> _To do_: Where the records below reach the line containing "if let Some(empty)", start transcribing, and end with the line containing "let mut tables", exactly and with nothing else added.

__________

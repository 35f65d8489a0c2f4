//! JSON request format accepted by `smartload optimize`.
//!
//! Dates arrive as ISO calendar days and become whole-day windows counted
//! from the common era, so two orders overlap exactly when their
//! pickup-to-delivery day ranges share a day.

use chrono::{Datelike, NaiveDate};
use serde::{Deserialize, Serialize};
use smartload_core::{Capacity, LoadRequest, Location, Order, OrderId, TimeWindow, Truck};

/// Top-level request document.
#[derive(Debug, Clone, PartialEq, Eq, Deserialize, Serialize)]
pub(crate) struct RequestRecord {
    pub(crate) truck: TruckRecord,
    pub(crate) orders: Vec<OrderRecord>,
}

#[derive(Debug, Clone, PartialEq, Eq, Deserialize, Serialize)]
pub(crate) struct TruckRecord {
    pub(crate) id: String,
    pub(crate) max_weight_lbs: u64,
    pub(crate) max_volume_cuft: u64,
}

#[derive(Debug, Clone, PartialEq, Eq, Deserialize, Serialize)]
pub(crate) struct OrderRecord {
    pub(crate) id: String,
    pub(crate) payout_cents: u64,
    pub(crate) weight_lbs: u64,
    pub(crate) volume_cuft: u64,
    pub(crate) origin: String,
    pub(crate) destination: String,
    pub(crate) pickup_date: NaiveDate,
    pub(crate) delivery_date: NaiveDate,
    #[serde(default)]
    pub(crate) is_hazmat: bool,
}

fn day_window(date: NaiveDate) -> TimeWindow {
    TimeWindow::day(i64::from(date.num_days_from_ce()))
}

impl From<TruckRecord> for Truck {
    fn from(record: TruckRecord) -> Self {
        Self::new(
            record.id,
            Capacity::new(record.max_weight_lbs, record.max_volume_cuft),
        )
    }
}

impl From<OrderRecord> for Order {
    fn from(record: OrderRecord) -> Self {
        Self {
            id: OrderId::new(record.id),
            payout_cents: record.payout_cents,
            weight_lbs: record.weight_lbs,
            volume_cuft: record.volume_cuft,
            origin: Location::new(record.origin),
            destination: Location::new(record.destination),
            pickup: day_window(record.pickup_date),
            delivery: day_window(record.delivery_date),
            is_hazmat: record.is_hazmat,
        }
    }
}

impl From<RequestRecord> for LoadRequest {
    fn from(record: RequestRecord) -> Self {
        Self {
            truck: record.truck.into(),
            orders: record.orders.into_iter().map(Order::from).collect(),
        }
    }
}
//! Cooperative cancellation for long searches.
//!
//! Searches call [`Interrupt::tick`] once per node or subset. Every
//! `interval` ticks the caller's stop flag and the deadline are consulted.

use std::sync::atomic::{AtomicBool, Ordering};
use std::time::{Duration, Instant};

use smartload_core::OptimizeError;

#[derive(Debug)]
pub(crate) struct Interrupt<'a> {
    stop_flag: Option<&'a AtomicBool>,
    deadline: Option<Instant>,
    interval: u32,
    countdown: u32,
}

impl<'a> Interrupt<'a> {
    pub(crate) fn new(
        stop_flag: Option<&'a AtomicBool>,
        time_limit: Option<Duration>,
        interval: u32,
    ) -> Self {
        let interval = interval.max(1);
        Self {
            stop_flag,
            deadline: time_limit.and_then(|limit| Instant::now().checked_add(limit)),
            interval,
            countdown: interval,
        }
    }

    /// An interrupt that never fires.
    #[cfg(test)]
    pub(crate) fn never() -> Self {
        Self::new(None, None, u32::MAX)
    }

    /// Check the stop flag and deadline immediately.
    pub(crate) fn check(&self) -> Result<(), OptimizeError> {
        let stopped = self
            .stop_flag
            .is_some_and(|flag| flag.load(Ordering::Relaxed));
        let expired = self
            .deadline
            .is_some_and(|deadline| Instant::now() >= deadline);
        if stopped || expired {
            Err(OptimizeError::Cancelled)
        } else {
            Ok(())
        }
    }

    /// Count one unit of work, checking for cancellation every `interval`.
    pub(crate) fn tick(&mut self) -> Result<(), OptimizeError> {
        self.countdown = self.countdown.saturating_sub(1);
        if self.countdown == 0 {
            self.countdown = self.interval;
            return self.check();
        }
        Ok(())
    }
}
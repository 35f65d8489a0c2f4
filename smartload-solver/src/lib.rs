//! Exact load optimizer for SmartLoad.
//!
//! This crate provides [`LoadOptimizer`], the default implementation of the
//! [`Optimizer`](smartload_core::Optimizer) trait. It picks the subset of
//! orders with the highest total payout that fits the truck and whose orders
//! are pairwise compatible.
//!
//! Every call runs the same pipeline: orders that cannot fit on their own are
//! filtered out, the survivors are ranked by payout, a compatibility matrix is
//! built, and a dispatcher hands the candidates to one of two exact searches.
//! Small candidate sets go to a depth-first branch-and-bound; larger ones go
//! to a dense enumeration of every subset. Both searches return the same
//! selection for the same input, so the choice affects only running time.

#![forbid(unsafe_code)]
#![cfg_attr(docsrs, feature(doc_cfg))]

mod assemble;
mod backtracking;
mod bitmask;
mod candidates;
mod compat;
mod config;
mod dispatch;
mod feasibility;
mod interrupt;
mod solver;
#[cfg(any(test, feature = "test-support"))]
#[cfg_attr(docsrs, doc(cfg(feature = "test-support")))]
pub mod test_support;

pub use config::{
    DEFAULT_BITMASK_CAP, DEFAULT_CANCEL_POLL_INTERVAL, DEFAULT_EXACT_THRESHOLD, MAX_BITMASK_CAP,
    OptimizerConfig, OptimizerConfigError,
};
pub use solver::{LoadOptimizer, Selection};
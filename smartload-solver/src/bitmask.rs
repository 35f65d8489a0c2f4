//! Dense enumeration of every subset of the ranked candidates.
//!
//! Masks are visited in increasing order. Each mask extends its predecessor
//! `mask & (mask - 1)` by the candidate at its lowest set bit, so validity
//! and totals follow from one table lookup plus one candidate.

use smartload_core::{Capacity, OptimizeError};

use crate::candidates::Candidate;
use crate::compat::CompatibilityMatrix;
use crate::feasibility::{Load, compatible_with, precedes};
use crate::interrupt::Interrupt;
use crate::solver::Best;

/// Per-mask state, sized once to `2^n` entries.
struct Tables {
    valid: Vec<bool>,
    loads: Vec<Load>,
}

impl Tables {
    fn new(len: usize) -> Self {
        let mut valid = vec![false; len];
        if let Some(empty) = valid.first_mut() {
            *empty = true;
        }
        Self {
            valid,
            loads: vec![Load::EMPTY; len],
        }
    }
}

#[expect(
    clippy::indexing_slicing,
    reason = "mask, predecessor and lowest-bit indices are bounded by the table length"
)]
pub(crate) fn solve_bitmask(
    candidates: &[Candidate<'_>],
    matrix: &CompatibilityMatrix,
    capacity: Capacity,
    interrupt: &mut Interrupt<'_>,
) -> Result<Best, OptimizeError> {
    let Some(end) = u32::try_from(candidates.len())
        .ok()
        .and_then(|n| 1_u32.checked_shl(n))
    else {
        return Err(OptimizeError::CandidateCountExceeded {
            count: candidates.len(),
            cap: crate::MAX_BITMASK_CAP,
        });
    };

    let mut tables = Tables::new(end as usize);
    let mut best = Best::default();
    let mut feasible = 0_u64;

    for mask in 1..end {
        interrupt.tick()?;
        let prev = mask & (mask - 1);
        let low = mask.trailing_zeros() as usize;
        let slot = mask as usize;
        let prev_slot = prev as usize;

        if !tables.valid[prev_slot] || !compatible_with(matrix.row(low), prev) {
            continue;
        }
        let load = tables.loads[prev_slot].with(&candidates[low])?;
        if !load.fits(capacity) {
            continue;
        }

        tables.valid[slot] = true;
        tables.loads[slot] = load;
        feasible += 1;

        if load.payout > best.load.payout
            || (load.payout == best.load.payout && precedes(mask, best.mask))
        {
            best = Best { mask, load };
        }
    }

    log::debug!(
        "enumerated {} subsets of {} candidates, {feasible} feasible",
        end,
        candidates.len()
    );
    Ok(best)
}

__________

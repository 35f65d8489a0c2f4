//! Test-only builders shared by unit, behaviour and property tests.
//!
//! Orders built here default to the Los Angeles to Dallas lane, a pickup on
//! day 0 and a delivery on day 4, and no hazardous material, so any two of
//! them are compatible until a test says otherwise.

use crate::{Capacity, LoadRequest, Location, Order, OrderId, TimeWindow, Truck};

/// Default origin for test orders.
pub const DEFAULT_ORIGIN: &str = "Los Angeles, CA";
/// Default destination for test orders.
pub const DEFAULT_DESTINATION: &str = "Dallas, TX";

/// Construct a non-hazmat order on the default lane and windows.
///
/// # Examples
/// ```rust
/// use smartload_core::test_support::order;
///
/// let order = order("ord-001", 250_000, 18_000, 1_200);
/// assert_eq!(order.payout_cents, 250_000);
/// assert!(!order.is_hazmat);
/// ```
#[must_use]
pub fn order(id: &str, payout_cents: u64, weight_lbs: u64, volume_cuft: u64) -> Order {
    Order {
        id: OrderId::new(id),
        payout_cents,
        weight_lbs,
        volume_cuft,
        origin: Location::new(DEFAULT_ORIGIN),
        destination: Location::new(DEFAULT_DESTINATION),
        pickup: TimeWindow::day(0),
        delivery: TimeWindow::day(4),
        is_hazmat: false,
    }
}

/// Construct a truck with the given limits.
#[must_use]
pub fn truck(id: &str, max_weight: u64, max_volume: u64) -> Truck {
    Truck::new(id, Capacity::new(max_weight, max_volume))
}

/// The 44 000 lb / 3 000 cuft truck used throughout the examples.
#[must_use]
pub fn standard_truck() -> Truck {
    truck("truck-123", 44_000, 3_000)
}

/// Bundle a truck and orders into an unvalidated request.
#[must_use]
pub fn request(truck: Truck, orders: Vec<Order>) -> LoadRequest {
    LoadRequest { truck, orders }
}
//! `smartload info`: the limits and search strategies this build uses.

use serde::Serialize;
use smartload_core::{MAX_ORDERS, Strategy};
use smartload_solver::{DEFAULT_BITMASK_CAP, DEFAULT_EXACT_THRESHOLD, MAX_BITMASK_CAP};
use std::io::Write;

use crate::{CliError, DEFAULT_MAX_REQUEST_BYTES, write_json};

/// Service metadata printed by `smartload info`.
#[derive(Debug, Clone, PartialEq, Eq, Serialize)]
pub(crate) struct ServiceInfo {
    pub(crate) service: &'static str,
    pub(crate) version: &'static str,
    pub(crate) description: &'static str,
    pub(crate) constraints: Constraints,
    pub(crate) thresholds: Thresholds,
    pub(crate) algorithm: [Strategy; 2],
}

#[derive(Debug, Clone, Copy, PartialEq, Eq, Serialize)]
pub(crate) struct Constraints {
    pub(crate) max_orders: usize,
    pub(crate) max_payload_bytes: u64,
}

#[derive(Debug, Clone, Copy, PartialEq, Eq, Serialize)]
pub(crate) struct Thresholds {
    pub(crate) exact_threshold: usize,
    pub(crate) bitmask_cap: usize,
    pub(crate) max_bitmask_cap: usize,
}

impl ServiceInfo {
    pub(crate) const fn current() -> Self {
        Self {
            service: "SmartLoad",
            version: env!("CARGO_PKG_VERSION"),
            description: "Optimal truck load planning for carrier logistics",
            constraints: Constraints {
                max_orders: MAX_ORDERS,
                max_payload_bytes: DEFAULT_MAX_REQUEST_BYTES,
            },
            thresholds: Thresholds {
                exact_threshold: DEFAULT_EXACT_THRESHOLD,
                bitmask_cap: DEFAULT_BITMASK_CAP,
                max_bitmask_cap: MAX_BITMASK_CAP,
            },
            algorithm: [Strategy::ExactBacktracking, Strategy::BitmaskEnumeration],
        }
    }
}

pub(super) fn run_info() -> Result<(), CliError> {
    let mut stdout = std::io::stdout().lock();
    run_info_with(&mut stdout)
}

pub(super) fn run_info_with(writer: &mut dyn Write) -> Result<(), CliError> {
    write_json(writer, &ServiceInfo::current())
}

__________

> _Answer_:
        if let Some(empty) = valid.first_mut() {
            *empty = true;
        }
        Self {
            valid,
            loads: vec![Load::EMPTY; len],
        }
    }
}

#[expect(
    clippy::indexing_slicing,
    reason = "mask, predecessor and lowest-bit indices are bounded by the table length"
)]
pub(crate) fn solve_bitmask(
    candidates: &[Candidate<'_>],
    matrix: &CompatibilityMatrix,
    capacity: Capacity,
    interrupt: &mut Interrupt<'_>,
) -> Result<Best, OptimizeError> {
    let Some(end) = u32::try_from(candidates.len())
        .ok()
        .and_then(|n| 1_u32.checked_shl(n))
    else {
        return Err(OptimizeError::CandidateCountExceeded {
            count: candidates.len(),
            cap: crate::MAX_BITMASK_CAP,
        });
    };

    let mut tables = Tables::new(end as usize);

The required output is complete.